Sat, December 02, 2023

U.S. dollar rose Monday despite negative unemployment data

U.S. dollar and Japanese Yen rallied. What about the Euro?

The dollar edged up on Monday as the U.S. and other countries are preparing to reopen their economies. Investors hope for quick global recovery from the crisis caused by coronavirus pandemic. The greenback rose by 0.28% to 106.95 yen in Asia, while it was steady at $1.0839 against the euro. The U.S. currency traded at 0.9712 Swiss franc as well.

On Friday, new data showed that the U.S. shed 20.5 million jobs in April. It’s the steepest plunge in payrolls since the Great Depression, but traders are willing to look past the negative economic numbers as they look forward to future growth.

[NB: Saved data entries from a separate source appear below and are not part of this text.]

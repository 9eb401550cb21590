use std::io;
use std::io::{Stdout, Write};

use crate::status::StatusRecord;
use crate::tracker::Tracker;

/// A [`Tracker`] that writes build progress to a [`std::io::Write`] instance and diagnostics to
/// stderr. Status-check traces are written (indented by recursion depth) only when `trace` is
/// enabled; the per-job "Building" line is suppressed when `show_targets` is off.
#[derive(Debug)]
pub struct WritingTracker<W> {
  writer: W,
  show_targets: bool,
  trace: bool,
  indentation: u32,
}

impl Default for WritingTracker<Stdout> {
  #[inline]
  fn default() -> Self { Self::new_stdout_writer(true, false) }
}

impl WritingTracker<Stdout> {
  #[inline]
  pub fn new_stdout_writer(show_targets: bool, trace: bool) -> Self {
    Self::new(io::stdout(), show_targets, trace)
  }
}

impl<W: Write> WritingTracker<W> {
  #[inline]
  pub fn new(writer: W, show_targets: bool, trace: bool) -> Self {
    Self { writer, show_targets, trace, indentation: 0 }
  }

  fn trace(&mut self, line: std::fmt::Arguments) {
    if !self.trace { return; }
    eprintln!("{:indent$}{line}", "", indent = (self.indentation * 2) as usize);
  }
}

impl<W: Write> Tracker for WritingTracker<W> {
  #[inline]
  fn check_start(&mut self, target: &str) {
    self.trace(format_args!("checking status of {target}"));
    self.indentation = self.indentation.saturating_add(1);
  }
  #[inline]
  fn check_end(&mut self, target: &str, record: StatusRecord) {
    self.indentation = self.indentation.saturating_sub(1);
    self.trace(format_args!("{target}: {:?} ({})", record.state, record.mtime));
  }

  #[inline]
  fn script_start(&mut self, _job_id: i32, targets: &[String]) {
    if !self.show_targets { return; }
    let _ = writeln!(self.writer, "Building {}", targets.join(" "));
    let _ = self.writer.flush();
  }
  #[inline]
  fn job_completed(&mut self, job_id: i32, targets: &[String], success: bool) {
    self.trace(format_args!("completed job {job_id}: success = {success}"));
    if !success {
      eprintln!("Failed to build {}", targets.join(" "));
    }
  }

  #[inline]
  fn request_received(&mut self, job_id: i32, targets: &[String]) {
    self.trace(format_args!("request from job {job_id}: {}", targets.join(" ")));
  }
  #[inline]
  fn request_completed(&mut self, job_id: i32, success: bool) {
    self.trace(format_args!("completed request of job {job_id}: success = {success}"));
  }

  #[inline]
  fn rule_missing(&mut self, target: &str) {
    eprintln!("No rule for building {target}");
  }
  #[inline]
  fn cycle_detected(&mut self) {
    eprintln!("Circular dependency detected");
  }
  #[inline]
  fn protocol_error(&mut self) {
    eprintln!("Received an ill-formed client message");
  }
}
use crate::status::{State, StatusRecord};
use crate::tracker::Tracker;

/// A [`Tracker`] that stores [`Event`]s in a [`Vec`], useful in testing situations where build
/// events are checked after building.
#[derive(Clone, Debug, Default)]
pub struct EventTracker {
  events: Vec<Event>,
}

#[derive(Clone, Debug)]
pub enum Event {
  BuildStart,
  BuildEnd,
  CheckEnd { target: String, record: StatusRecord },
  ScriptStart { job_id: i32, targets: Vec<String> },
  JobCompleted { job_id: i32, targets: Vec<String>, success: bool },
  RequestReceived { job_id: i32, targets: Vec<String> },
  RequestCompleted { job_id: i32, success: bool },
  RuleMissing { target: String },
  CycleDetected,
  ProtocolError,
}

impl Event {
  #[inline]
  pub fn is_script_start_of(&self, target: &str) -> bool {
    match self {
      Event::ScriptStart { targets, .. } => targets.iter().any(|t| t == target),
      _ => false,
    }
  }

  #[inline]
  pub fn match_check_end(&self, of: &str) -> Option<State> {
    match self {
      Event::CheckEnd { target, record } if target == of => Some(record.state),
      _ => None,
    }
  }
}

impl EventTracker {
  /// Returns an iterator over all events.
  #[inline]
  pub fn iter(&self) -> impl Iterator<Item = &Event> { self.events.iter() }

  /// Returns `true` if `predicate` returns `true` for any event.
  #[inline]
  pub fn any(&self, predicate: impl FnMut(&Event) -> bool) -> bool {
    self.events.iter().any(predicate)
  }

  /// Returns the number of events for which `predicate` returns `true`.
  #[inline]
  pub fn count(&self, predicate: impl FnMut(&&Event) -> bool) -> usize {
    self.events.iter().filter(predicate).count()
  }

  /// Returns `true` if `predicate` returns `true` for exactly one event.
  #[inline]
  pub fn one(&self, predicate: impl FnMut(&&Event) -> bool) -> bool {
    self.count(predicate) == 1
  }

  /// Returns `Some(v)` for the first event where `f` returns `Some(v)`.
  #[inline]
  pub fn find<R>(&self, f: impl FnMut(&Event) -> Option<R>) -> Option<R> {
    self.events.iter().find_map(f)
  }

  /// Returns `true` when a shell was started for `target`.
  #[inline]
  pub fn any_script_start_of(&self, target: &str) -> bool {
    self.any(|e| e.is_script_start_of(target))
  }
}

impl Tracker for EventTracker {
  #[inline]
  fn build_start(&mut self) {
    self.events.push(Event::BuildStart);
  }
  #[inline]
  fn build_end(&mut self) {
    self.events.push(Event::BuildEnd);
  }
  #[inline]
  fn check_end(&mut self, target: &str, record: StatusRecord) {
    self.events.push(Event::CheckEnd { target: target.to_string(), record });
  }
  #[inline]
  fn script_start(&mut self, job_id: i32, targets: &[String]) {
    self.events.push(Event::ScriptStart { job_id, targets: targets.to_vec() });
  }
  #[inline]
  fn job_completed(&mut self, job_id: i32, targets: &[String], success: bool) {
    self.events.push(Event::JobCompleted { job_id, targets: targets.to_vec(), success });
  }
  #[inline]
  fn request_received(&mut self, job_id: i32, targets: &[String]) {
    self.events.push(Event::RequestReceived { job_id, targets: targets.to_vec() });
  }
  #[inline]
  fn request_completed(&mut self, job_id: i32, success: bool) {
    self.events.push(Event::RequestCompleted { job_id, success });
  }
  #[inline]
  fn rule_missing(&mut self, target: &str) {
    self.events.push(Event::RuleMissing { target: target.to_string() });
  }
  #[inline]
  fn cycle_detected(&mut self) {
    self.events.push(Event::CycleDetected);
  }
  #[inline]
  fn protocol_error(&mut self) {
    self.events.push(Event::ProtocolError);
  }
}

Tohru Sasaki, the Head of Japan Market Research at J.P. Morgan Securities in Tokyo, noted that the bad news about the U.S. labor market was such as expected. However, people assume that economic activity will restart sooner rather than later in the United States and Europe.

Three important states for U.S. manufacturing, Michigan, California, and Ohio, are taking steps to allow factories and some businesses to resume work. The greenback has the potential to continue climbing up.

What about Sterling?

The sterling changed slightly versus the dollar and the euro after British Prime Minister Boris Johnson announced plans to ease coronavirus lockdown restrictions. It traded at $1.2419 on Monday in Asia. Meanwhile, the pound held steady at 87.32 pence against the euro.

On Sunday, Johnson announced a limited easing of coronavirus restrictions that have damaged much of the economy for weeks. He encouraged some people to return to work. The government wants the rest of the U.K. to take the same approach. However, the leaders of Wales, Northern Ireland and Scotland stated that they would stick with the existing “stay-at-home” message.

Johnson’s government has already faced criticism over its handling of the coronavirus pandemic. Britain’s death toll reached 31,855, which is the second-highest in the world, behind the United States.

Meanwhile, the Australian dollar recovered from an early fall to trade at $0.6538. The New Zealand dollar also held steady against its U.S. counterpart at $0.6140.